▶ Exercise aim: Your reply should be one number: how many lines of the material contain the word "chain".
:::
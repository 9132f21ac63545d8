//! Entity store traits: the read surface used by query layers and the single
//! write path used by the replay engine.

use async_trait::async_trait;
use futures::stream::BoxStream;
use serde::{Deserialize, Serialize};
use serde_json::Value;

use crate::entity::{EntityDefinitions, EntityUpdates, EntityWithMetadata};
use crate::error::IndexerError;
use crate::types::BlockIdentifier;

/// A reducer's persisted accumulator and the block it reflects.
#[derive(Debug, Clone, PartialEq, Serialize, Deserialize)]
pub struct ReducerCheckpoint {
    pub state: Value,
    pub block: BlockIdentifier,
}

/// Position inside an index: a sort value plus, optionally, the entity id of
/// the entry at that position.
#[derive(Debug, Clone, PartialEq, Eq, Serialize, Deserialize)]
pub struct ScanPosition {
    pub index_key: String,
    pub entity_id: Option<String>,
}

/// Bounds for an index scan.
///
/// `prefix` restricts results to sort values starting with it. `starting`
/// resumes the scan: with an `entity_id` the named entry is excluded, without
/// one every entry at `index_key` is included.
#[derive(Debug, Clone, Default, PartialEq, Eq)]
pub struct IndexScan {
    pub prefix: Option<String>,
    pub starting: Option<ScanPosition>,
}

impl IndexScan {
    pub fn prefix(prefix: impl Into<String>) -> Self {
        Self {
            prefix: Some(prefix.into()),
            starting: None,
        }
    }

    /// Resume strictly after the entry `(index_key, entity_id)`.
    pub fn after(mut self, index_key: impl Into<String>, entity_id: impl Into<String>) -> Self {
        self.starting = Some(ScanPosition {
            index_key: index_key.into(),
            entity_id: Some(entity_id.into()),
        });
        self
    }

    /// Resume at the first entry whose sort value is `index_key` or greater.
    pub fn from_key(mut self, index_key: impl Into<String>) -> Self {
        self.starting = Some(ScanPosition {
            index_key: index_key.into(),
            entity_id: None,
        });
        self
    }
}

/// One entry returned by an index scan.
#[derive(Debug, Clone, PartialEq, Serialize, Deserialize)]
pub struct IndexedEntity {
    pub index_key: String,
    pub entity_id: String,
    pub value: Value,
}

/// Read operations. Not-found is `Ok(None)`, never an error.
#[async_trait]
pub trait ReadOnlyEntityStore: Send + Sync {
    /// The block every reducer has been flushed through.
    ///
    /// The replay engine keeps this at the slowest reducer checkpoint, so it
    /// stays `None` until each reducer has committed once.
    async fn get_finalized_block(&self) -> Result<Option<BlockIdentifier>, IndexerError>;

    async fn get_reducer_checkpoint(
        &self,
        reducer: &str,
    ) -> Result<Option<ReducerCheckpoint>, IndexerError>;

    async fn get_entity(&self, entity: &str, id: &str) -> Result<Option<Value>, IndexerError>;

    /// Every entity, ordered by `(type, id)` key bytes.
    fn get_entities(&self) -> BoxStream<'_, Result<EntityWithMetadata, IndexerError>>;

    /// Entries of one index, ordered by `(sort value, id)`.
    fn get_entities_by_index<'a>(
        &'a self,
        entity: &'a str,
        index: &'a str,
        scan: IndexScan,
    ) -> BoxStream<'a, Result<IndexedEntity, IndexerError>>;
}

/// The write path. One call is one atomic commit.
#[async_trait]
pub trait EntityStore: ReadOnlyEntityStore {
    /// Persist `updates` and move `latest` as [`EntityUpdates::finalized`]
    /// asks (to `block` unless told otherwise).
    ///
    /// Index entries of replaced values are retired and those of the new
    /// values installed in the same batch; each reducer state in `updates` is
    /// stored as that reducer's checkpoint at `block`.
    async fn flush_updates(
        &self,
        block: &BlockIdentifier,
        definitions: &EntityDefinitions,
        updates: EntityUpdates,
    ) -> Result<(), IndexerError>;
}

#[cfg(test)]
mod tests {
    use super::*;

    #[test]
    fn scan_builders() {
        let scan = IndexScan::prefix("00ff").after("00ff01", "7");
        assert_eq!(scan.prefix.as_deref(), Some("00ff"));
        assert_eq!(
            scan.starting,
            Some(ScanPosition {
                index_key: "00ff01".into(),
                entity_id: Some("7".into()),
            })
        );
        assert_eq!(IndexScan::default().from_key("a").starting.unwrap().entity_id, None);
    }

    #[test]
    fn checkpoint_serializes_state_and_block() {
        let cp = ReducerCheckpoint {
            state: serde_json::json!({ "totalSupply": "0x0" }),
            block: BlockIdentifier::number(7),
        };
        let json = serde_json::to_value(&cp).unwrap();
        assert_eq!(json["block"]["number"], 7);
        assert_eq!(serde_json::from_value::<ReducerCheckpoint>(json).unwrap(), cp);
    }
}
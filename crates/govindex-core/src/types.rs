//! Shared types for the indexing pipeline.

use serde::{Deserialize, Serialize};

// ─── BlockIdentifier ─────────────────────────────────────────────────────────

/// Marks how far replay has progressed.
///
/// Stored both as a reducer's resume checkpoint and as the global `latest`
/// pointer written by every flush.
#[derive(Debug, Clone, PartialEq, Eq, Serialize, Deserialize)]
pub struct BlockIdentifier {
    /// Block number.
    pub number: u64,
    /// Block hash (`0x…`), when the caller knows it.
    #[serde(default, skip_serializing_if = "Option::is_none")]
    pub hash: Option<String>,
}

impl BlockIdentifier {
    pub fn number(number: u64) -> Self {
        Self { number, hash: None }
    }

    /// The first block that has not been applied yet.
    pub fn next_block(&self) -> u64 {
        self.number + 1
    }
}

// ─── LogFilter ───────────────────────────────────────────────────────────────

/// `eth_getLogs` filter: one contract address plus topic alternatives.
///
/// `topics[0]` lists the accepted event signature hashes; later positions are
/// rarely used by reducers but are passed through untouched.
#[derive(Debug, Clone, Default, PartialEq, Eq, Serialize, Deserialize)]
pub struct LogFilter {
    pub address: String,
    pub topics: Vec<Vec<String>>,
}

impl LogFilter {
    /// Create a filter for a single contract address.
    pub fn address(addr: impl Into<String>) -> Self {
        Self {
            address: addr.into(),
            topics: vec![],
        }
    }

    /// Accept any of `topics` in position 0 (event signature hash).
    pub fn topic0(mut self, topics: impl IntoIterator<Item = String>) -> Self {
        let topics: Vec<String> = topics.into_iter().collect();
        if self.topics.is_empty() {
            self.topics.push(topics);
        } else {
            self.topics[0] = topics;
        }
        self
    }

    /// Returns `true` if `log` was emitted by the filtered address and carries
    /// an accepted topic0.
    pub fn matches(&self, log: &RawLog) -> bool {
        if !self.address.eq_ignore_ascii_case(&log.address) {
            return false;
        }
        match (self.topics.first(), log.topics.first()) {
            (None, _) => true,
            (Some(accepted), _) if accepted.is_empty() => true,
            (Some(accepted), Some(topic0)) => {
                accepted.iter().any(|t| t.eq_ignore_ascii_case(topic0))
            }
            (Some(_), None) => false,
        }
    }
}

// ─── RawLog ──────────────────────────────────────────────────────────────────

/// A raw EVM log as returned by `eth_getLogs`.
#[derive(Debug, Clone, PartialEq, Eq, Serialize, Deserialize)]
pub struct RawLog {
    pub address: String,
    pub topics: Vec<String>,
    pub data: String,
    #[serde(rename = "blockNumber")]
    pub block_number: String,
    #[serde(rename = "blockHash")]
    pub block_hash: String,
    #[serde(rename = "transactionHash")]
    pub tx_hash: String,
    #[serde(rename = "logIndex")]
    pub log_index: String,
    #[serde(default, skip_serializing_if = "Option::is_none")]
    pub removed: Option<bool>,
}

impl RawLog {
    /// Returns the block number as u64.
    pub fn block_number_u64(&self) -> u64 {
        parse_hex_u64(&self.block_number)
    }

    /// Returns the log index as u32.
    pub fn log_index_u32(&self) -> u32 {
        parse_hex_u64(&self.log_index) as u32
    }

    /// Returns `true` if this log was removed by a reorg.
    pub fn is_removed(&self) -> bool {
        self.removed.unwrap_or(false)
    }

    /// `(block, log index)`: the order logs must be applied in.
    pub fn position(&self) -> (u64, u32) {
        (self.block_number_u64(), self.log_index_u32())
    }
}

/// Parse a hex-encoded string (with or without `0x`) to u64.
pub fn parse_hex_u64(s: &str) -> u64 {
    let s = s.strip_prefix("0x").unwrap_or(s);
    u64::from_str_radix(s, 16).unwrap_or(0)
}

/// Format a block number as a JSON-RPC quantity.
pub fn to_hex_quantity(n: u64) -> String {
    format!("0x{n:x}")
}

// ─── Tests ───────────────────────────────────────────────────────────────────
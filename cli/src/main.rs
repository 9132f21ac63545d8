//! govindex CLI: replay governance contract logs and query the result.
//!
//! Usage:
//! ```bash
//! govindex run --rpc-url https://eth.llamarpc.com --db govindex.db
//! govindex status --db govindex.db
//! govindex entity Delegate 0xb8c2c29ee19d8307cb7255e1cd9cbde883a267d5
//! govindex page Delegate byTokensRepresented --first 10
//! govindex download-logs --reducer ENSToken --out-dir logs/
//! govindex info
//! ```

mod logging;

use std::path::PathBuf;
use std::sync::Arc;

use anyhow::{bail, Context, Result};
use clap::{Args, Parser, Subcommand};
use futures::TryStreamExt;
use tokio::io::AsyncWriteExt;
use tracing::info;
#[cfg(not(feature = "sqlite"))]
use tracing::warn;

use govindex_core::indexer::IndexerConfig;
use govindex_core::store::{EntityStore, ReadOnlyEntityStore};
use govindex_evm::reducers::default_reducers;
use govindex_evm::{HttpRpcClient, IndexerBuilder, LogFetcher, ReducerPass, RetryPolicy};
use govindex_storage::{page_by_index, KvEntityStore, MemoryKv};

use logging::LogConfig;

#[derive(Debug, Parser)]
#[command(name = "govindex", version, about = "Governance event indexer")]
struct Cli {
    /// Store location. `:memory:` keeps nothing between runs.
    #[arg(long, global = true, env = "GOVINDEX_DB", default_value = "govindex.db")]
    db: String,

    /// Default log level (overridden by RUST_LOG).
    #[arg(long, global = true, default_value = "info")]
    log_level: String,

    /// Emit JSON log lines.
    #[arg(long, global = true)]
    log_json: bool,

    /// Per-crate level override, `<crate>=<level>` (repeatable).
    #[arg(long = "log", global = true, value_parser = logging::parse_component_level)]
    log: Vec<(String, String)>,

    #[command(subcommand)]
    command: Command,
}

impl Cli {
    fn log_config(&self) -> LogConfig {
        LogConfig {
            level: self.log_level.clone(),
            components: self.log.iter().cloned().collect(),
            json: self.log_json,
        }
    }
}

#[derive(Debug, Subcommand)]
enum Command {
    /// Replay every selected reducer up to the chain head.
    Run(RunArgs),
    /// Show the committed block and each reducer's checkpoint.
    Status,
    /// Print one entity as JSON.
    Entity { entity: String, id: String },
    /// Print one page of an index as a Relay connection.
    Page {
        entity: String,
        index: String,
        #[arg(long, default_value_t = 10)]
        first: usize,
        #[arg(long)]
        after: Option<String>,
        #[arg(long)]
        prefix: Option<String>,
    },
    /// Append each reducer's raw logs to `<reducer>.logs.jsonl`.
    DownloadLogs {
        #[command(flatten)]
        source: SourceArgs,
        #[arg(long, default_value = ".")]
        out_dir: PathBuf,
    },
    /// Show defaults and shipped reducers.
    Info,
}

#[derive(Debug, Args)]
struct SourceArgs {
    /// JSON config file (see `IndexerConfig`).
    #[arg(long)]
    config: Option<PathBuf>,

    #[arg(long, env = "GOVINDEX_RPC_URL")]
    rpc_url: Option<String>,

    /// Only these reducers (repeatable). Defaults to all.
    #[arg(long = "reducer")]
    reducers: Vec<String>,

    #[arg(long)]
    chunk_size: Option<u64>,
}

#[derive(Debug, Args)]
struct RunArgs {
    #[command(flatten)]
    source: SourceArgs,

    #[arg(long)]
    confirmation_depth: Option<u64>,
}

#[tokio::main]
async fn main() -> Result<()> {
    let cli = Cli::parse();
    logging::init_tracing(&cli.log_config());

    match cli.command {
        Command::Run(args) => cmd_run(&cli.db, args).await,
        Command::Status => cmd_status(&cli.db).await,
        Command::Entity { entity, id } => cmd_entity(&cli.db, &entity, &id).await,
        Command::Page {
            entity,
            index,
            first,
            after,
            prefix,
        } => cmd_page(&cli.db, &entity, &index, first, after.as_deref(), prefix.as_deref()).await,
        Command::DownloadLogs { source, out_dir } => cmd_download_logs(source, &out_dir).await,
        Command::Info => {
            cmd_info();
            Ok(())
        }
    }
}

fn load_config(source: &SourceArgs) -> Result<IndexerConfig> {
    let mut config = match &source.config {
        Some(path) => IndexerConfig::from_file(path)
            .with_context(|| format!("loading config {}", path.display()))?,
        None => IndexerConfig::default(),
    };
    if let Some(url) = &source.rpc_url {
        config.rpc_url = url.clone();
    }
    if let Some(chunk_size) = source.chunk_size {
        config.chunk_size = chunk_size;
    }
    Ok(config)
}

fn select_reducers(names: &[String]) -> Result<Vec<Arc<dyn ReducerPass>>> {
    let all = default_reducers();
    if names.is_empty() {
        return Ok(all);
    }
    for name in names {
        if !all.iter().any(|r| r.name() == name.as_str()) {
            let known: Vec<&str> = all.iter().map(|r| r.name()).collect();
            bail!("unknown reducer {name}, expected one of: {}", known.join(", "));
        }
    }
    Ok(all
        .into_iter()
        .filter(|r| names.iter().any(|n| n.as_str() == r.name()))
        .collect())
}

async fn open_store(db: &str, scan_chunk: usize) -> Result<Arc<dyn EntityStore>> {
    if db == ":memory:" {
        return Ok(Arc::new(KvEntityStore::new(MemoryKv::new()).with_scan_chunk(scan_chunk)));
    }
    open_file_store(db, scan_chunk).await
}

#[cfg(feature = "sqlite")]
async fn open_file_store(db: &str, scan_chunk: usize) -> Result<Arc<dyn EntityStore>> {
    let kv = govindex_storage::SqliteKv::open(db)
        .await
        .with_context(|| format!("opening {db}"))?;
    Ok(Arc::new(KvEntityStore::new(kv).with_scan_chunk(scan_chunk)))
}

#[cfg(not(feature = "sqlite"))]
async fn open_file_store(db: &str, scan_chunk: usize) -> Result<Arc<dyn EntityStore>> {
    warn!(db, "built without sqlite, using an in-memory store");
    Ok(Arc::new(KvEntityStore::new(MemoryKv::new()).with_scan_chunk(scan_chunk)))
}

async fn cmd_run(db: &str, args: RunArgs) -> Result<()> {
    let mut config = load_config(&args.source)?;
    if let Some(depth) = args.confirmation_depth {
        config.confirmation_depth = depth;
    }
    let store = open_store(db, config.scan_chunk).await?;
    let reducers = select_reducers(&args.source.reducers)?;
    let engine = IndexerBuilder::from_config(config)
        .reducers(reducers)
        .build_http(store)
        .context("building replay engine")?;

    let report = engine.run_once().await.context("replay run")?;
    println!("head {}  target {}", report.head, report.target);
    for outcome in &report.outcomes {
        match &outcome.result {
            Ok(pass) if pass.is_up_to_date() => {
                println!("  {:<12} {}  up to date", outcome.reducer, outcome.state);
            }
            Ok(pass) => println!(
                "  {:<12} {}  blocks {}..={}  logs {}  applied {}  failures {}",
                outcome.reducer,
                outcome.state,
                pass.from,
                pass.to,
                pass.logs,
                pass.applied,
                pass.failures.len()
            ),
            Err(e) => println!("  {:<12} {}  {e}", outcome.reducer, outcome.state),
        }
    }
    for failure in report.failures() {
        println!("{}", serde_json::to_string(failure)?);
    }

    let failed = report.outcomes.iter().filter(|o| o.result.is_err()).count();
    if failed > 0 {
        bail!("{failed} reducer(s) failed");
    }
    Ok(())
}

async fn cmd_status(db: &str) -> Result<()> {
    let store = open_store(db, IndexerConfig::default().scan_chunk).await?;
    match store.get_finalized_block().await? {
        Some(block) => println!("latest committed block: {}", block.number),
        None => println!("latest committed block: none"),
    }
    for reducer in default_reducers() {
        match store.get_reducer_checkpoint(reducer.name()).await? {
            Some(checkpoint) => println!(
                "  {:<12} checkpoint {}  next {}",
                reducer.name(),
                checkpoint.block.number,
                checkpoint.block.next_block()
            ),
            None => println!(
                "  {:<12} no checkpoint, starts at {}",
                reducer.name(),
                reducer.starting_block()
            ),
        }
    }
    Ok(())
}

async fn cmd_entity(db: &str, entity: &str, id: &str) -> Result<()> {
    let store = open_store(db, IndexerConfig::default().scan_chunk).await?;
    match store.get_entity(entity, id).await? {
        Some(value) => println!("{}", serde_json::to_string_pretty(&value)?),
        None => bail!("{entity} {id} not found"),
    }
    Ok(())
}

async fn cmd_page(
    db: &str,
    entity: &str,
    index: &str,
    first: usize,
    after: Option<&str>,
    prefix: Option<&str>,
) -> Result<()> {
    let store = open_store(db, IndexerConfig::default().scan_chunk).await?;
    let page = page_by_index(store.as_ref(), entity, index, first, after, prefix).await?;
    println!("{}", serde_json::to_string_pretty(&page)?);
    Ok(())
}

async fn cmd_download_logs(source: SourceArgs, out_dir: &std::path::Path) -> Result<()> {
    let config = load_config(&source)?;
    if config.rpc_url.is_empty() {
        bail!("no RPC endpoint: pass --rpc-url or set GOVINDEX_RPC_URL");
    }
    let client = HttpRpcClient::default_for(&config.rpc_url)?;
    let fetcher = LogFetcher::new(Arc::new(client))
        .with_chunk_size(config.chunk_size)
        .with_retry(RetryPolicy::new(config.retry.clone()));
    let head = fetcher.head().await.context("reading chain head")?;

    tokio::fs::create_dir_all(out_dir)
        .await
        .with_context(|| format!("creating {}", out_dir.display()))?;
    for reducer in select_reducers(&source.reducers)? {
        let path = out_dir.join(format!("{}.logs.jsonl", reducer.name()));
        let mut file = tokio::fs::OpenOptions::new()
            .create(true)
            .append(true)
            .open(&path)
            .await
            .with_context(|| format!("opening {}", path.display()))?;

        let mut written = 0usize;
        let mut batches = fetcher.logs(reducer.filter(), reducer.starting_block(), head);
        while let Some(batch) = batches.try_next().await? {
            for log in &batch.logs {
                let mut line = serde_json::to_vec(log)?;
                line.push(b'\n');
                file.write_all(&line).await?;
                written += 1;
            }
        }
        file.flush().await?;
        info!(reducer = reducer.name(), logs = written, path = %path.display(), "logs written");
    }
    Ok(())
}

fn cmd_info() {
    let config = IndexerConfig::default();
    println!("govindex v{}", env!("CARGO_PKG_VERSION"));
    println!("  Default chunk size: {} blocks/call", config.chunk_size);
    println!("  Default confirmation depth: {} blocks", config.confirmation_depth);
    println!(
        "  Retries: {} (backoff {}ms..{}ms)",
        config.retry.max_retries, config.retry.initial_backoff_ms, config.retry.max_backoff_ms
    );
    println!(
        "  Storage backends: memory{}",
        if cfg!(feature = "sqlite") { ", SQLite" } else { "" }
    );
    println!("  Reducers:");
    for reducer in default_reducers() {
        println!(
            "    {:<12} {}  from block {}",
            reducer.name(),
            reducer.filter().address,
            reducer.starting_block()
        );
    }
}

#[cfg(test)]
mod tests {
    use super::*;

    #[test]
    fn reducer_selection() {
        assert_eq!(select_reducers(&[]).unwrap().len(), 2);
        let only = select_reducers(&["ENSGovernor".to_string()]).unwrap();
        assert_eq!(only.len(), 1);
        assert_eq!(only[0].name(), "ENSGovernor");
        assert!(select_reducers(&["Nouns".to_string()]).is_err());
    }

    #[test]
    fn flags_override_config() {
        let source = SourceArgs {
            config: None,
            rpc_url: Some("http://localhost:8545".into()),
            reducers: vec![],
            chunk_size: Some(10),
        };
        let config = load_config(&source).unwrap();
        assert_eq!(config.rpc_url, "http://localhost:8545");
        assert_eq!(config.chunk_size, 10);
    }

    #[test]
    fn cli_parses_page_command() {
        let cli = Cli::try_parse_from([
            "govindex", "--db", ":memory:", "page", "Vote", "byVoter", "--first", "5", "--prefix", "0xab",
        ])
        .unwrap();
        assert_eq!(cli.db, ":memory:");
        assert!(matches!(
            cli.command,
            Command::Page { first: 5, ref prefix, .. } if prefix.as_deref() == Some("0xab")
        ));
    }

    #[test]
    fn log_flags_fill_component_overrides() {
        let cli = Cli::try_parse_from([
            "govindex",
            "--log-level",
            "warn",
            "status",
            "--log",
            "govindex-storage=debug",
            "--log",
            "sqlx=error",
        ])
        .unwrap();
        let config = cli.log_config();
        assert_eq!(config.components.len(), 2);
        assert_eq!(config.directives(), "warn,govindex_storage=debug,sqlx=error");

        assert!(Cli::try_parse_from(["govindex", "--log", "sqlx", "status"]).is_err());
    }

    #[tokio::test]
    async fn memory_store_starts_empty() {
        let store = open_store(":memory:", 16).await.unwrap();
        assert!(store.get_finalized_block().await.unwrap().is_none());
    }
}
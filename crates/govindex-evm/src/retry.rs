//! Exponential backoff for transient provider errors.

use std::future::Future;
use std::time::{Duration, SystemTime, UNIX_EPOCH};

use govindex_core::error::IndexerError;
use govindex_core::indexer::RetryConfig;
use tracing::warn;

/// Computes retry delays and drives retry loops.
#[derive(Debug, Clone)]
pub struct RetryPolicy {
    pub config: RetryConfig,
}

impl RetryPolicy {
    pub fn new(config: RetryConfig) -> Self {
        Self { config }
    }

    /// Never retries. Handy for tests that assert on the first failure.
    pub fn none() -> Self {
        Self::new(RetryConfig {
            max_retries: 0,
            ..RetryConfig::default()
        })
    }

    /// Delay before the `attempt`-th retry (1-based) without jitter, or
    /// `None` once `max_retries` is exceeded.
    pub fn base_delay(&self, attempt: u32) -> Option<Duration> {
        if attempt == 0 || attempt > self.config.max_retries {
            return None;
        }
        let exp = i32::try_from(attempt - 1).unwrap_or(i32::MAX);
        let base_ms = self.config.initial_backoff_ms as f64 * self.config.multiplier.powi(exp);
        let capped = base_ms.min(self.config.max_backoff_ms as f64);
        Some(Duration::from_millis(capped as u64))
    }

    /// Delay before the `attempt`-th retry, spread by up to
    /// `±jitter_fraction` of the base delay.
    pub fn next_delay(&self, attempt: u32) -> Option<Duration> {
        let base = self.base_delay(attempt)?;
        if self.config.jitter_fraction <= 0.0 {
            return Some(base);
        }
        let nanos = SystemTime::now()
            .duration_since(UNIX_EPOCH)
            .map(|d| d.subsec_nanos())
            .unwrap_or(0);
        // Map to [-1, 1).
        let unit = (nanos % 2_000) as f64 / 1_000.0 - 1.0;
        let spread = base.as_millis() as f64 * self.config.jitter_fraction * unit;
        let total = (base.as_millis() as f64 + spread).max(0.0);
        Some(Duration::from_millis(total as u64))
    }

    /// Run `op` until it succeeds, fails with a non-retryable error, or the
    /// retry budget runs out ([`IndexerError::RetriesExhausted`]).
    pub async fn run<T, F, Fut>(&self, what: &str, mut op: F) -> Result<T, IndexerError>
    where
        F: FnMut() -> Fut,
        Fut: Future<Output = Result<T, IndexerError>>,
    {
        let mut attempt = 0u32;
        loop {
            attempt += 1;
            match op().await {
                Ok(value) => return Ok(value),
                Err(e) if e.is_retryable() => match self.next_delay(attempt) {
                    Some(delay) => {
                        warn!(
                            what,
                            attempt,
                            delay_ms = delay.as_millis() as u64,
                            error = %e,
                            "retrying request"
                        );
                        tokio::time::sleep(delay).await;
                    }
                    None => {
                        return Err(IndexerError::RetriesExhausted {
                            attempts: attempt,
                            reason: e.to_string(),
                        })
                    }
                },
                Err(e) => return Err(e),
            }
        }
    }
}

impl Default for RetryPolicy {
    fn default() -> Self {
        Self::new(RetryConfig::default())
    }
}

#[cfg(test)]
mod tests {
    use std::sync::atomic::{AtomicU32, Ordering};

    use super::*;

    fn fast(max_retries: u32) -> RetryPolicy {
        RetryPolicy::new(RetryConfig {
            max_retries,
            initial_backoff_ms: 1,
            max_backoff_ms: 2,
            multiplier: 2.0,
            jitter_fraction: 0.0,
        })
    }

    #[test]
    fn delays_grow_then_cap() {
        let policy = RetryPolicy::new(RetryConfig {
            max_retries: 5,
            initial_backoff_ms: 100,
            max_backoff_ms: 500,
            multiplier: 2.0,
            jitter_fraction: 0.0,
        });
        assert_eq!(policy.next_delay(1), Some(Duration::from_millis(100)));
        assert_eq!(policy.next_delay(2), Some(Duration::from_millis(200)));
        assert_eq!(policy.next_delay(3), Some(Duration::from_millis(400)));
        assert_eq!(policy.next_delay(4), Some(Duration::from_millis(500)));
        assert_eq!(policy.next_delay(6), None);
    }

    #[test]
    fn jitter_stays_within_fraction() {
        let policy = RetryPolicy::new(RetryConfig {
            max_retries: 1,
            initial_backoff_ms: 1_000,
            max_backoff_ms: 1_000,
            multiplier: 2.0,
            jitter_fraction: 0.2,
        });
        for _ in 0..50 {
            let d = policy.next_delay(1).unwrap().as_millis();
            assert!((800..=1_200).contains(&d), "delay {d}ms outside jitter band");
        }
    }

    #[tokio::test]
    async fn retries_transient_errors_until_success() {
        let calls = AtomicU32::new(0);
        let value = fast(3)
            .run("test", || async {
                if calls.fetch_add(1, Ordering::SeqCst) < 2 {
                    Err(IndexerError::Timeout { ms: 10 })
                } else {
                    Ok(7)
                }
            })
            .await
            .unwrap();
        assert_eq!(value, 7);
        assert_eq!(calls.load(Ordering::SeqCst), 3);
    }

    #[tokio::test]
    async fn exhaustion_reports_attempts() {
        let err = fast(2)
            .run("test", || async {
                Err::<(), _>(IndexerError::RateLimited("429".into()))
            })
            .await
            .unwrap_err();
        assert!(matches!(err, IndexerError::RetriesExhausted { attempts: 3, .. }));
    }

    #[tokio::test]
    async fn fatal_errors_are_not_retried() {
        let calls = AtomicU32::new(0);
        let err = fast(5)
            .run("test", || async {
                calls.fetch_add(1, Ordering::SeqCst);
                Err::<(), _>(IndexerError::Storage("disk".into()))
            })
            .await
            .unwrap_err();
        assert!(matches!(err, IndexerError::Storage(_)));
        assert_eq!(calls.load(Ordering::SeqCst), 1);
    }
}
:::
▶ Your response: 2